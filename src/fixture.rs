//! Synthetic history tree files for tests and benchmarks.
//!
//! The history tree writer is not part of this crate, so this is the reference encoder
//! used to check the decoder against known inputs.

use rand::Rng;

use crate::{
    error::Result,
    header::{TreeHeader, HF_MAGIC_NUMBER},
    interval::{IntervalRecord, ValueType},
    layout::{
        self, common, core_node, interval, Field, CHILDREN_BASE, COMMON_HEADER_SIZE,
        INTERVAL_RECORD_SIZE, TREE_HEADER_SIZE,
    },
    node::{ChildEntry, NodeKind, NodeRecord, ParentRef, SeqNumber, SpecificHeader},
};

pub fn encode_header(header: &TreeHeader) -> Vec<u8> {
    let mut data = Vec::with_capacity(TREE_HEADER_SIZE);
    for value in [
        header.magic,
        header.major,
        header.minor,
        header.block_size,
        header.max_children,
        header.node_count,
        header.root_seq.0,
    ] {
        data.extend_from_slice(&value.to_le_bytes());
    }
    data.resize(TREE_HEADER_SIZE, 0);
    data
}

/// Encodes `record` into a `block_size` block.
/// Fails if the record does not fit.
///
/// Panics if the record has more children than `max_children` slots.
pub fn encode_block(record: &NodeRecord, block_size: u32, max_children: u32) -> Result<Vec<u8>> {
    encode_block_with_strings(record, &[], block_size, max_children)
}

/// Like [encode_block], also storing strings in the variable data region at the end of the block.
/// Each `(index, text)` pair points interval `index`'s value at its string,
/// and `var_data_offset` at the lowest string.
pub fn encode_block_with_strings(
    record: &NodeRecord,
    strings: &[(usize, &str)],
    block_size: u32,
    max_children: u32,
) -> Result<Vec<u8>> {
    let mut block = vec![0u8; block_size as usize];
    let mut intervals = record.intervals.clone();
    let mut var_data_offset = record.var_data_offset;

    let mut cursor = block.len();
    for (index, text) in strings {
        let len = Field::<u32>::size() + text.len();
        cursor = layout::checked("string", cursor.checked_sub(len), &block)?;
        Field::<u32>::at_offset("string length", cursor).write(&mut block, text.len() as u32)?;
        block[cursor + Field::<u32>::size()..cursor + len].copy_from_slice(text.as_bytes());
        intervals[*index].value = cursor as u32;
        intervals[*index].value_type = ValueType::Str;
        var_data_offset = cursor as u32;
    }

    common::TYPE_TAG.write(&mut block, record.kind.tag())?;
    common::START.write(&mut block, record.start)?;
    common::END.write(&mut block, record.end)?;
    common::SEQ_NUMBER.write(&mut block, record.seq_number.0)?;
    common::PARENT_SEQ_NUMBER.write(&mut block, record.parent.to_raw())?;
    common::INTERVAL_COUNT.write(&mut block, record.interval_count)?;
    common::VAR_DATA_OFFSET.write(&mut block, var_data_offset)?;
    common::DONE.write(&mut block, record.done as u8)?;

    if let SpecificHeader::Core {
        extended,
        children_count,
    } = record.specific
    {
        assert!(
            record.children.len() <= max_children as usize,
            "{} children do not fit in {} slots",
            record.children.len(),
            max_children
        );
        core_node::EXTENDED.write(&mut block, extended as u32)?;
        core_node::CHILDREN_COUNT.write(&mut block, children_count)?;
        for (i, child) in record.children.iter().enumerate() {
            let i = i as u32;
            let seq_at = layout::checked("child seq number", layout::child_seq_offset(i), &block)?;
            let start_at = layout::checked(
                "child start",
                layout::child_start_offset(max_children, i),
                &block,
            )?;
            Field::<u32>::at_offset("child seq number", seq_at)
                .write(&mut block, child.seq_number.0)?;
            Field::<u32>::at_offset("child start", start_at).write(&mut block, child.start)?;
        }
    }

    if let Some(base) = layout::intervals_base(record.kind, max_children) {
        for (i, entry) in intervals.iter().enumerate() {
            let at = layout::checked(
                "interval",
                base.checked_add(i * INTERVAL_RECORD_SIZE),
                &block,
            )?;
            layout::region(&block, "interval", at, INTERVAL_RECORD_SIZE)?;
            let slot = &mut block[at..at + INTERVAL_RECORD_SIZE];
            interval::START.write(slot, entry.start)?;
            interval::END.write(slot, entry.end)?;
            interval::ATTRIBUTE.write(slot, entry.attribute)?;
            interval::VALUE_TYPE.write(slot, entry.value_type.tag())?;
            interval::VALUE.write(slot, entry.value)?;
        }
    }

    Ok(block)
}

/// Header followed by one block per record, in order.
pub fn encode_tree(header: &TreeHeader, records: &[NodeRecord]) -> Result<Vec<u8>> {
    let mut data = encode_header(header);
    for record in records {
        data.extend(encode_block(record, header.block_size, header.max_children)?);
    }
    Ok(data)
}

/// A core root (seq 0) with a single leaf child (seq 1).
pub fn two_node_tree() -> Vec<NodeRecord> {
    vec![
        NodeRecord {
            kind: NodeKind::Core,
            start: 0,
            end: 100,
            seq_number: SeqNumber(0),
            parent: ParentRef::Root,
            interval_count: 0,
            var_data_offset: 0,
            done: true,
            specific: SpecificHeader::Core {
                extended: false,
                children_count: 1,
            },
            children: vec![ChildEntry {
                seq_number: SeqNumber(1),
                start: 0,
            }],
            intervals: vec![],
        },
        NodeRecord {
            kind: NodeKind::Leaf,
            start: 0,
            end: 100,
            seq_number: SeqNumber(1),
            parent: ParentRef::ChildOf(SeqNumber(0)),
            interval_count: 0,
            var_data_offset: 0,
            done: true,
            specific: SpecificHeader::Leaf,
            children: vec![],
            intervals: vec![],
        },
    ]
}

/// Smallest block which holds a core node with `max_intervals` intervals.
pub fn block_size_for(max_children: u32, max_intervals: u32) -> u32 {
    (CHILDREN_BASE + 12 * max_children as usize + INTERVAL_RECORD_SIZE * max_intervals as usize)
        .max(COMMON_HEADER_SIZE) as u32
}

/// A well formed random tree of `node_count` nodes.
/// Seq numbers are block indexes and the root is block 0.
pub fn random_tree(
    rng: &mut impl Rng,
    node_count: u32,
    max_children: u32,
    max_intervals: u32,
) -> Vec<NodeRecord> {
    assert!(max_children > 0 || node_count <= 1);
    let mut records: Vec<NodeRecord> = Vec::with_capacity(node_count as usize);
    // Core nodes which still have a free child slot.
    let mut open: Vec<usize> = vec![];

    for i in 0..node_count {
        let parent = if i == 0 {
            None
        } else {
            Some(open[rng.gen_range(0..open.len())])
        };
        let start = match parent {
            Some(p) => rng.gen_range(records[p].start..=records[p].end),
            None => 0,
        };
        let end = start + rng.gen_range(0..1000);

        let last_open = parent.map_or(false, |p| {
            open.len() == 1 && records[p].children.len() + 1 == max_children as usize
        });
        let is_core = i == 0 || last_open || rng.gen_bool(0.5);

        let intervals: Vec<IntervalRecord> = (0..rng.gen_range(0..=max_intervals))
            .map(|_| {
                let s = rng.gen_range(start..=end);
                IntervalRecord {
                    start: s,
                    end: rng.gen_range(s..=end),
                    attribute: rng.gen_range(0..64),
                    value_type: ValueType::from_tag(rng.gen_range(0..5)),
                    value: rng.gen(),
                }
            })
            .collect();

        let seq_number = SeqNumber(i);
        if let Some(p) = parent {
            let parent = &mut records[p];
            parent.children.push(ChildEntry { seq_number, start });
            if let SpecificHeader::Core { children_count, .. } = &mut parent.specific {
                *children_count += 1;
            }
            if parent.children.len() == max_children as usize {
                open.retain(|o| *o != p);
            }
        }

        records.push(NodeRecord {
            kind: if is_core { NodeKind::Core } else { NodeKind::Leaf },
            start,
            end,
            seq_number,
            parent: parent.map_or(ParentRef::Root, |p| ParentRef::ChildOf(SeqNumber(p as u32))),
            interval_count: intervals.len() as u32,
            var_data_offset: 0,
            done: rng.gen_bool(0.9),
            specific: if is_core {
                SpecificHeader::Core {
                    extended: false,
                    children_count: 0,
                }
            } else {
                SpecificHeader::Leaf
            },
            children: vec![],
            intervals,
        });
        if is_core && max_children > 0 {
            open.push(i as usize);
        }
    }
    records
}

/// Encoded [random_tree] along with its header and records.
pub fn random_tree_file(
    rng: &mut impl Rng,
    node_count: u32,
    max_children: u32,
    max_intervals: u32,
) -> Result<(TreeHeader, Vec<NodeRecord>, Vec<u8>)> {
    let records = random_tree(rng, node_count, max_children, max_intervals);
    let header = TreeHeader {
        magic: HF_MAGIC_NUMBER,
        major: 1,
        minor: 0,
        block_size: block_size_for(max_children, max_intervals),
        max_children,
        node_count,
        root_seq: SeqNumber(0),
    };
    let data = encode_tree(&header, &records)?;
    Ok((header, records, data))
}

#[cfg(test)]
mod tests {
    use super::*;
    use crate::{interval::Value, node::decode_block, walker::HistoryFile};

    #[test]
    fn random_trees_are_well_formed() {
        let mut rng = rand::thread_rng();
        for max_children in [1, 2, 5] {
            let records = random_tree(&mut rng, 50, max_children, 3);
            assert_eq!(records.len(), 50);
            assert_eq!(records.iter().filter(|r| r.is_root()).count(), 1);
            for r in &records {
                assert!(r.children.len() <= max_children as usize);
                assert_eq!(r.children_count() as usize, r.children.len());
                if let ParentRef::ChildOf(p) = r.parent {
                    let parent = &records[p.0 as usize];
                    assert_eq!(parent.kind, NodeKind::Core);
                    assert!(parent.children.iter().any(|c| c.seq_number == r.seq_number));
                }
            }
        }
    }

    #[test]
    fn round_trip() {
        let mut rng = rand::thread_rng();
        let (header, records, data) = random_tree_file(&mut rng, 40, 4, 3).unwrap();
        let file = HistoryFile::parse(&data).unwrap();
        assert_eq!(file.header(), &header);
        assert_eq!(file.decode_all().unwrap(), records);
    }

    #[test]
    fn strings_in_var_data() {
        let mut record = two_node_tree().remove(1);
        record.interval_count = 2;
        record.intervals = vec![
            IntervalRecord {
                start: 1,
                end: 2,
                attribute: 7,
                value_type: ValueType::Int32,
                value: 0,
            };
            2
        ];
        let block = encode_block_with_strings(&record, &[(0, "idle"), (1, "run")], 128, 4).unwrap();
        let decoded = decode_block(&block, 4).unwrap().record;
        assert_eq!(decoded.var_data_offset, 128 - 8 - 7);
        assert_eq!(decoded.intervals[0].value, 120);
        assert_eq!(
            decoded.intervals[0].interpret(&block),
            Value::Str("idle".to_string())
        );
        assert_eq!(
            decoded.intervals[1].interpret(&block),
            Value::Str("run".to_string())
        );
    }

    #[test]
    fn block_too_small() {
        let records = two_node_tree();
        assert!(encode_block(&records[0], 40, 4).is_err());
    }
}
────
#### [Your goal]
Reproduce, word for word and in full, only the lines above that start at the line with "if let Some(p)" and run through the line with "node_count, max_children, max_intervals);", both ends included.

#### [Exercise result]
        if let Some(p) = parent {
            let parent = &mut records[p];
            parent.children.push(ChildEntry { seq_number, start });
            if let SpecificHeader::Core { children_count, .. } = &mut parent.specific {
                *children_count += 1;
            }
            if parent.children.len() == max_children as usize {
                open.retain(|o| *o != p);
            }
        }

        records.push(NodeRecord {
            kind: if is_core { NodeKind::Core } else { NodeKind::Leaf },
            start,
            end,
            seq_number,
            parent: parent.map_or(ParentRef::Root, |p| ParentRef::ChildOf(SeqNumber(p as u32))),
            interval_count: intervals.len() as u32,
            var_data_offset: 0,
            done: rng.gen_bool(0.9),
            specific: if is_core {
                SpecificHeader::Core {
                    extended: false,
                    children_count: 0,
                }
            } else {
                SpecificHeader::Leaf
            },
            children: vec![],
            intervals,
        });
        if is_core && max_children > 0 {
            open.push(i as usize);
        }
    }
    records
}

/// Encoded [random_tree] along with its header and records.
pub fn random_tree_file(
    rng: &mut impl Rng,
    node_count: u32,
    max_children: u32,
    max_intervals: u32,
) -> Result<(TreeHeader, Vec<NodeRecord>, Vec<u8>)> {
    let records = random_tree(rng, node_count, max_children, max_intervals);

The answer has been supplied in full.